### TASK TO COMPLETE
Scan the material that follows for lines with "impl". Answer with how many there are, nothing else.

### SUPPLIED ENTRIES
━━━━━━━━━━━━━━━━━━━━━━━━━━━━━━

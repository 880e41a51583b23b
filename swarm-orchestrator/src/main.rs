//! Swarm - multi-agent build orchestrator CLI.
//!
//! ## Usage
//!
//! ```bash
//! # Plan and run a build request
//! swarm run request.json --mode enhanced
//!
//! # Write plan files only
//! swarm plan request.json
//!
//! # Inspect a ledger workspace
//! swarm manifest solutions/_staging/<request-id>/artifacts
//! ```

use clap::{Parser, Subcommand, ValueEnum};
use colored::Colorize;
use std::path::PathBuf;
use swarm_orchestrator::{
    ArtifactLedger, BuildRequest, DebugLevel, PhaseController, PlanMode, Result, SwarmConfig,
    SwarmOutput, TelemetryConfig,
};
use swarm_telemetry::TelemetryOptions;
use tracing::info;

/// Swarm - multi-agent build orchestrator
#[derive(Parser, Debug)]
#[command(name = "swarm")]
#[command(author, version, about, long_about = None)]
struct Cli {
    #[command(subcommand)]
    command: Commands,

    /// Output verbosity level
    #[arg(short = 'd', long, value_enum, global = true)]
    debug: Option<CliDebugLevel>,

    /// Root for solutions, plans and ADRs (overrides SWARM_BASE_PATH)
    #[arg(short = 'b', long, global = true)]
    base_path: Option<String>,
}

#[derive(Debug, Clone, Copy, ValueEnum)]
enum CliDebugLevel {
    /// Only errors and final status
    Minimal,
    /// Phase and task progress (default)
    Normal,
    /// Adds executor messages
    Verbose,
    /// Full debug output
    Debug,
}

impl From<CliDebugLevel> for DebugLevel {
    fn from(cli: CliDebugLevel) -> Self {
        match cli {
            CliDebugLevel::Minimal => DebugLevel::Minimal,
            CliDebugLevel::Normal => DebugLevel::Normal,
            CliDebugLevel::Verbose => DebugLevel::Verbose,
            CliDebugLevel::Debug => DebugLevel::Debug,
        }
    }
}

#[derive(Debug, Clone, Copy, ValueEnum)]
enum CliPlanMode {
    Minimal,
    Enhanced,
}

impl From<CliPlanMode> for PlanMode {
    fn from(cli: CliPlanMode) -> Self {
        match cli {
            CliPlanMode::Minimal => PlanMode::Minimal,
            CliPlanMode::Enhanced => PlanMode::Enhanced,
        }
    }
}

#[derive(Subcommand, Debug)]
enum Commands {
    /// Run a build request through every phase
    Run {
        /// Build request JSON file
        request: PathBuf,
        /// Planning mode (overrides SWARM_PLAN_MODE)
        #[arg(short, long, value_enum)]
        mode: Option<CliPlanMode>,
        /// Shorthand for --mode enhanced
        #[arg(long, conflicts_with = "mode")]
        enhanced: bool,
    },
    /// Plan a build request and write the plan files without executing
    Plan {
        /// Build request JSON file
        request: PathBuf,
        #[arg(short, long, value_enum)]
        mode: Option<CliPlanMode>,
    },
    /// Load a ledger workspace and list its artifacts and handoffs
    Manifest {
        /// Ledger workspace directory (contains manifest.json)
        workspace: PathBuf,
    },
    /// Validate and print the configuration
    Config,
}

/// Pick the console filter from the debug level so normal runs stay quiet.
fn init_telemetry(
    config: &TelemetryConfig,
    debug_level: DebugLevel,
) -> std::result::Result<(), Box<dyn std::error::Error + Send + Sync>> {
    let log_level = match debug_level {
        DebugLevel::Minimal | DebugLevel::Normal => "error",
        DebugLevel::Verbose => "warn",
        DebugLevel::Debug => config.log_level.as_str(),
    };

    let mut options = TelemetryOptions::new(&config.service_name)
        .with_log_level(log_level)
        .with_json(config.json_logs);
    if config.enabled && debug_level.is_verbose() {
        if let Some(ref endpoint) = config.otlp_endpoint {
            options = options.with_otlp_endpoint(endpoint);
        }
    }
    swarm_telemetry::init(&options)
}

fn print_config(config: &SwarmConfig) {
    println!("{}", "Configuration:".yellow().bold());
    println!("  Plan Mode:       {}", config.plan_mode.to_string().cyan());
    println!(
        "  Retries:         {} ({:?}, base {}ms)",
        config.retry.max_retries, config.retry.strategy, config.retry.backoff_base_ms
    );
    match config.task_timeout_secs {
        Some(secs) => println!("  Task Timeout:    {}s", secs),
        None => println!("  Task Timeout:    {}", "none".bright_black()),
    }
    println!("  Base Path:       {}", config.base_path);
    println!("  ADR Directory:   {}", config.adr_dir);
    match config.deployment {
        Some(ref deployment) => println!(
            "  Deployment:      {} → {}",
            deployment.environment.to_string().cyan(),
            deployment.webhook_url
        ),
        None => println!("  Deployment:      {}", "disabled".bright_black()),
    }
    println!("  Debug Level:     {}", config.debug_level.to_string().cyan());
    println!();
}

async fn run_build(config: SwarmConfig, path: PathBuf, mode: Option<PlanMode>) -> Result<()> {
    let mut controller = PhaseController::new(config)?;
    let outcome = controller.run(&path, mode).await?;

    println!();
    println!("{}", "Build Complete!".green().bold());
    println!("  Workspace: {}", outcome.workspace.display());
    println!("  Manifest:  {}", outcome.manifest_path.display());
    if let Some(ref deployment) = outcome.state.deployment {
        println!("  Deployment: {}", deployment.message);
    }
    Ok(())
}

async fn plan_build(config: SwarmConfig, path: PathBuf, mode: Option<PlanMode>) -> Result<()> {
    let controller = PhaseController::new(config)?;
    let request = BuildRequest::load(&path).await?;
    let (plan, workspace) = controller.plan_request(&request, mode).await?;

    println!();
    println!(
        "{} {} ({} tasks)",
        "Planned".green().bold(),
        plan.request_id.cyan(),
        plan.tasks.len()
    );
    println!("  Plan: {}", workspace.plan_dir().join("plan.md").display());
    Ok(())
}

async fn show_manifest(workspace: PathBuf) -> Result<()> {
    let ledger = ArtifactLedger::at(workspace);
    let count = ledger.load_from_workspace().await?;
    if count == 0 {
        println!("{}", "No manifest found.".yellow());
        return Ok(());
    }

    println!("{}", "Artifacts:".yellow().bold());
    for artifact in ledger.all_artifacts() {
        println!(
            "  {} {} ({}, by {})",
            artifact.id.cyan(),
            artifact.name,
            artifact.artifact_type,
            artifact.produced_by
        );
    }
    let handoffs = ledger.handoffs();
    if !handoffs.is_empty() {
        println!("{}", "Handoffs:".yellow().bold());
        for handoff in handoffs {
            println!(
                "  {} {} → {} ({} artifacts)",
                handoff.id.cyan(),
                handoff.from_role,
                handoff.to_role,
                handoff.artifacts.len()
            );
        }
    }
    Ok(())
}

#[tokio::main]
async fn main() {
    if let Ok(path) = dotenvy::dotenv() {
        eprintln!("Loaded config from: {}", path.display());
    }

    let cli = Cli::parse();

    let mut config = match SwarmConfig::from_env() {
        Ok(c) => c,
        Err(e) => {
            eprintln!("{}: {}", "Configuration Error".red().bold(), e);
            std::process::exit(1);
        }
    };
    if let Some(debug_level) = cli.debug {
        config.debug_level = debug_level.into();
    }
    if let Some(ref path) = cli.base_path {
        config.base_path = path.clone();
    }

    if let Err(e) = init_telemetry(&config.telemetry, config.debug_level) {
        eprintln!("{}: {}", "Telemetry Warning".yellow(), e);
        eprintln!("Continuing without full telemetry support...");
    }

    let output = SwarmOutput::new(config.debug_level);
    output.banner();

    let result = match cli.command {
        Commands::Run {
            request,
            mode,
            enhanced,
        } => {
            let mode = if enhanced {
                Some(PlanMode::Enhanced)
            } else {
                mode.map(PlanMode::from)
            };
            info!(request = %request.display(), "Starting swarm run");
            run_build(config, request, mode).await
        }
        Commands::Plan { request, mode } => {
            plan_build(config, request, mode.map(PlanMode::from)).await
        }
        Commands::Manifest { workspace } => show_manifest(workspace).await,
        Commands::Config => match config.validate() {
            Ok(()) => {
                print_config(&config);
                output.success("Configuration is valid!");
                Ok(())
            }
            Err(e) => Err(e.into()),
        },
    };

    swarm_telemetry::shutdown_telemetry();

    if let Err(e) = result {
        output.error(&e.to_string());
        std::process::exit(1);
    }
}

━━━━━━━━━━━━━━━━━━━━━━━━━━━━━━

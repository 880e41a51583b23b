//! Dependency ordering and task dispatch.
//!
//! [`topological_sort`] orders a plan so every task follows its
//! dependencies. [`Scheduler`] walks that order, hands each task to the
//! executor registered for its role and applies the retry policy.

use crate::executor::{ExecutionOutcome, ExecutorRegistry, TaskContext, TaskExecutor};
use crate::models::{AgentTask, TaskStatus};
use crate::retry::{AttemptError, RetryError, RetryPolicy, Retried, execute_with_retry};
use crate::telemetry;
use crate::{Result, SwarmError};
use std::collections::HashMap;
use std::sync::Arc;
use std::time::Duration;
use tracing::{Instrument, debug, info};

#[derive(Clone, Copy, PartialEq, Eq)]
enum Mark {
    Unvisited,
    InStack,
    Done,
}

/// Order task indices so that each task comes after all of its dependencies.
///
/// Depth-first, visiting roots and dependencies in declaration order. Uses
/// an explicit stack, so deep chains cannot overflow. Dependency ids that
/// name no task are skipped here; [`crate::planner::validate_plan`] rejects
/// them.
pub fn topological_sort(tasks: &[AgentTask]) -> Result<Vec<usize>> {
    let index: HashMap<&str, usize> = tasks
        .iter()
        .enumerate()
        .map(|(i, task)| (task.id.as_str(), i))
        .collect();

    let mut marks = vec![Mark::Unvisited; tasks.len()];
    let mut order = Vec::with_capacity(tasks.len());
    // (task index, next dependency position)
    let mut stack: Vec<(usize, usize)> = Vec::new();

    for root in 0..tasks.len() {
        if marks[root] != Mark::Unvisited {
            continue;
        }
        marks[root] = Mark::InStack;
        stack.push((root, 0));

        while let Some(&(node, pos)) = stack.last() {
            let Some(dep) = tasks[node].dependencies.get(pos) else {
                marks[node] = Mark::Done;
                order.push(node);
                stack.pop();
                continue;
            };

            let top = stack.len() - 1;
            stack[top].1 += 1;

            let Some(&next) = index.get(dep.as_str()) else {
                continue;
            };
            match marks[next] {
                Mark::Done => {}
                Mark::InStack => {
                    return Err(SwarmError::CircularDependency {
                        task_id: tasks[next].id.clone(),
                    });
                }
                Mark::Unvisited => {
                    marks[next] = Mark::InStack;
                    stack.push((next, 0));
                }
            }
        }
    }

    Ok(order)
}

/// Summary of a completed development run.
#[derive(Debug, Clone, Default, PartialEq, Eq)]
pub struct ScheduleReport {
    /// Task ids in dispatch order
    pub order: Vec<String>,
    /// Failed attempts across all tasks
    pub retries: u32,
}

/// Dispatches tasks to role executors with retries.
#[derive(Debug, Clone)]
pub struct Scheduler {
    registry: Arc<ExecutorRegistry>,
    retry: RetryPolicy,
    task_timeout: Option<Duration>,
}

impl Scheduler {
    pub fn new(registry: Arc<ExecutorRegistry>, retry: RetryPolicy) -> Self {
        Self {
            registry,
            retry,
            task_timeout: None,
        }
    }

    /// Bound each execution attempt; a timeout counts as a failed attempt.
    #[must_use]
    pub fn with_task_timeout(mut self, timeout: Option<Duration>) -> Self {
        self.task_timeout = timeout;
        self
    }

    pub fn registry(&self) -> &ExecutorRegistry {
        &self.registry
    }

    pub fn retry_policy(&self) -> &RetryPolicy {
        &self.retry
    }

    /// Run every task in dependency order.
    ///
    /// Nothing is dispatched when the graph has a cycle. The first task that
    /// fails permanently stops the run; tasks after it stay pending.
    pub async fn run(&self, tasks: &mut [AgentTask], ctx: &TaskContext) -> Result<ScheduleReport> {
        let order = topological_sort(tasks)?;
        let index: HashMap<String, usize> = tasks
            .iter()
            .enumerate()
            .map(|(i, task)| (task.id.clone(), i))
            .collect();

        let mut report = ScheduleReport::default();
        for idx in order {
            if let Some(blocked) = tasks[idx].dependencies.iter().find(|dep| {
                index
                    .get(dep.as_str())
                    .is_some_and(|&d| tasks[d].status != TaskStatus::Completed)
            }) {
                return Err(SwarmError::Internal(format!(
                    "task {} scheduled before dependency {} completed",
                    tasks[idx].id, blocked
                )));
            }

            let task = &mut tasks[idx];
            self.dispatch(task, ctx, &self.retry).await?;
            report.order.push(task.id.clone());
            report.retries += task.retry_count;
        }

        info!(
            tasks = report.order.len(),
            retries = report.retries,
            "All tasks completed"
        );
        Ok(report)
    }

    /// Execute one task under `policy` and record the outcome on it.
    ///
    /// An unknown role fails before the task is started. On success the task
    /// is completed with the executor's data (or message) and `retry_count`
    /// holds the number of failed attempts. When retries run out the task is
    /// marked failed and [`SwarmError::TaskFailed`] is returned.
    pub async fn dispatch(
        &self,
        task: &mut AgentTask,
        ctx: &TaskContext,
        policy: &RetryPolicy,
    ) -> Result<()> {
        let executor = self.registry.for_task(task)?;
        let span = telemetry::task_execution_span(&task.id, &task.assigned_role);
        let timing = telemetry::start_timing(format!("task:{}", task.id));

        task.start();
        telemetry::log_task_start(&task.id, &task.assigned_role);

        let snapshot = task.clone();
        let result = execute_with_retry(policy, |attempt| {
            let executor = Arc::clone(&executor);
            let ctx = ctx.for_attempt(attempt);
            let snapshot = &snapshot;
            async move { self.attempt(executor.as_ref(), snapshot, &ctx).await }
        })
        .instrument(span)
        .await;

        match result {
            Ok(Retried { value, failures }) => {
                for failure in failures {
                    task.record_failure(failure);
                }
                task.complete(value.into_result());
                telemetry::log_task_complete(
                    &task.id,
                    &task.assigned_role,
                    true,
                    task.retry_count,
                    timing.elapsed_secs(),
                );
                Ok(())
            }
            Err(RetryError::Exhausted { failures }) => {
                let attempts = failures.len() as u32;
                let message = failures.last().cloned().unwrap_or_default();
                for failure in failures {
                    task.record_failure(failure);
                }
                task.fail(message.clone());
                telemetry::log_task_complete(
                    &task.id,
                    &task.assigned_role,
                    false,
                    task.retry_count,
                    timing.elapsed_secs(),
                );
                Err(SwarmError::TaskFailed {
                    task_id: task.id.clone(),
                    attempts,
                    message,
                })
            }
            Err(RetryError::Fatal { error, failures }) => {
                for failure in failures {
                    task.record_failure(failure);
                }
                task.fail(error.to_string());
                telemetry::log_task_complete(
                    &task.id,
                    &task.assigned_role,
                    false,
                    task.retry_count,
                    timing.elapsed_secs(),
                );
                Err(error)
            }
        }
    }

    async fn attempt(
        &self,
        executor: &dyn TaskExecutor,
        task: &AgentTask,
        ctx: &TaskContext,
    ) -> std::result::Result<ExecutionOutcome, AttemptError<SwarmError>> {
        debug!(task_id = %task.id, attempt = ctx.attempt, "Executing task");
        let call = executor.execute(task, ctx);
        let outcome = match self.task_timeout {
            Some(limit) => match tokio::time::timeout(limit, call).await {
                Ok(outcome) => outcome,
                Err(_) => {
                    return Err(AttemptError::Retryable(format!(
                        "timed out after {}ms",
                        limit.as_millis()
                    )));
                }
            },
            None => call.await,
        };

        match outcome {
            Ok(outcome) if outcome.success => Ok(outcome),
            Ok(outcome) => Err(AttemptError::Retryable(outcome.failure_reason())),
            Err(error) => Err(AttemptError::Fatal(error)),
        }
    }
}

━━━━━━━━━━━━━━━━━━━━━━━━━━━━━━

### WORKED SOLUTION
3